“Lo que hoy se justifica como respeto al sufragio termina perjudicando a miles de pequeños comerciantes que ven en los domingos su principal fuente de ingreso”, señaló y reiteró la necesidad de una ley electoral moderna que armonice el derecho al voto con la actividad económica de los ciudadanos
eju.tv / Video: RTP
La democracia no puede ser una pausa forzada para la economía popular. El líder de Unidad Nacional (UN), Samuel Doria Medina, calificó este domingo (22) la actual normativa electoral boliviana como “obsoleta” y planteó una serie de modificaciones para adecuar los comicios a las necesidades del siglo XXI. Durante la jornada de elecciones subnacionales, Samuel sostuvo que la ley vigente, concebida en otro contexto político, castiga a la economía popular al paralizar el transporte y la actividad comercial, además de establecer otras restricciones como la de consumir bebidas alcohólicas.

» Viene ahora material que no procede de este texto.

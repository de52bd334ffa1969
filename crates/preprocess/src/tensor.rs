use ndarray::{Array, IxDyn};

/// Memory layout expected by a model input.
#[derive(Debug, Clone, Copy, PartialEq, Eq, Default)]
pub enum TensorLayout {
    /// `[1, 3, H, W]`, the usual ONNX export of YOLO detectors.
    #[default]
    Nchw,
    /// `[1, H, W, 3]`, the usual BlazePose landmark export.
    Nhwc,
}

impl TensorLayout {
    pub fn shape(&self, width: u32, height: u32) -> [usize; 4] {
        let (w, h) = (width as usize, height as usize);
        match self {
            TensorLayout::Nchw => [1, 3, h, w],
            TensorLayout::Nhwc => [1, h, w, 3],
        }
    }

    /// Zeroed input tensor of the right shape, allocated once per owner.
    pub fn allocate(&self, width: u32, height: u32) -> Array<f32, IxDyn> {
        Array::zeros(IxDyn(&self.shape(width, height)))
    }
}

/// Pack RGB bytes into `out`, scaling to `[0, 1]`.
pub fn write_tensor(
    rgb: &[u8],
    width: u32,
    height: u32,
    layout: TensorLayout,
    out: &mut Array<f32, IxDyn>,
) -> anyhow::Result<()> {
    let expected = layout.shape(width, height);
    if out.shape() != expected {
        anyhow::bail!(
            "Tensor shape mismatch: expected {:?}, got {:?}",
            expected,
            out.shape()
        );
    }

    let spatial = (width as usize) * (height as usize);
    if rgb.len() != spatial * 3 {
        anyhow::bail!(
            "Buffer size mismatch: expected {}, got {} bytes",
            spatial * 3,
            rgb.len()
        );
    }

    let data = out
        .as_slice_mut()
        .ok_or_else(|| anyhow::anyhow!("Input tensor is not contiguous"))?;

    match layout {
        TensorLayout::Nchw => {
            for (i, px) in rgb.chunks_exact(3).enumerate() {
                data[i] = px[0] as f32 / 255.0;
                data[i + spatial] = px[1] as f32 / 255.0;
                data[i + 2 * spatial] = px[2] as f32 / 255.0;
            }
        }
        TensorLayout::Nhwc => {
            for (dst, &src) in data.iter_mut().zip(rgb.iter()) {
                *dst = src as f32 / 255.0;
            }
        }
    }

    Ok(())
}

“Hay que cambiar muchas cosas. Para comenzar, somos el único país en el mundo donde se paraliza la actividad económica, el transporte. Eso estaba bien para el siglo XIX, pero para el siglo XXI ya no es necesario. Perjudica a mucha gente su actividad económica. En los últimos meses ha habido dos domingos que para muchos es el día que más se vende, que no se ha podido trabajar. No tiene sentido esa prohibición de tomar alcohol. Para el siglo XIX estaba bien, para el siglo XXI no. Y muchas otras cosas más que hay en la ley electoral que se tienen que cambiar”, enfatizó Doria Medina.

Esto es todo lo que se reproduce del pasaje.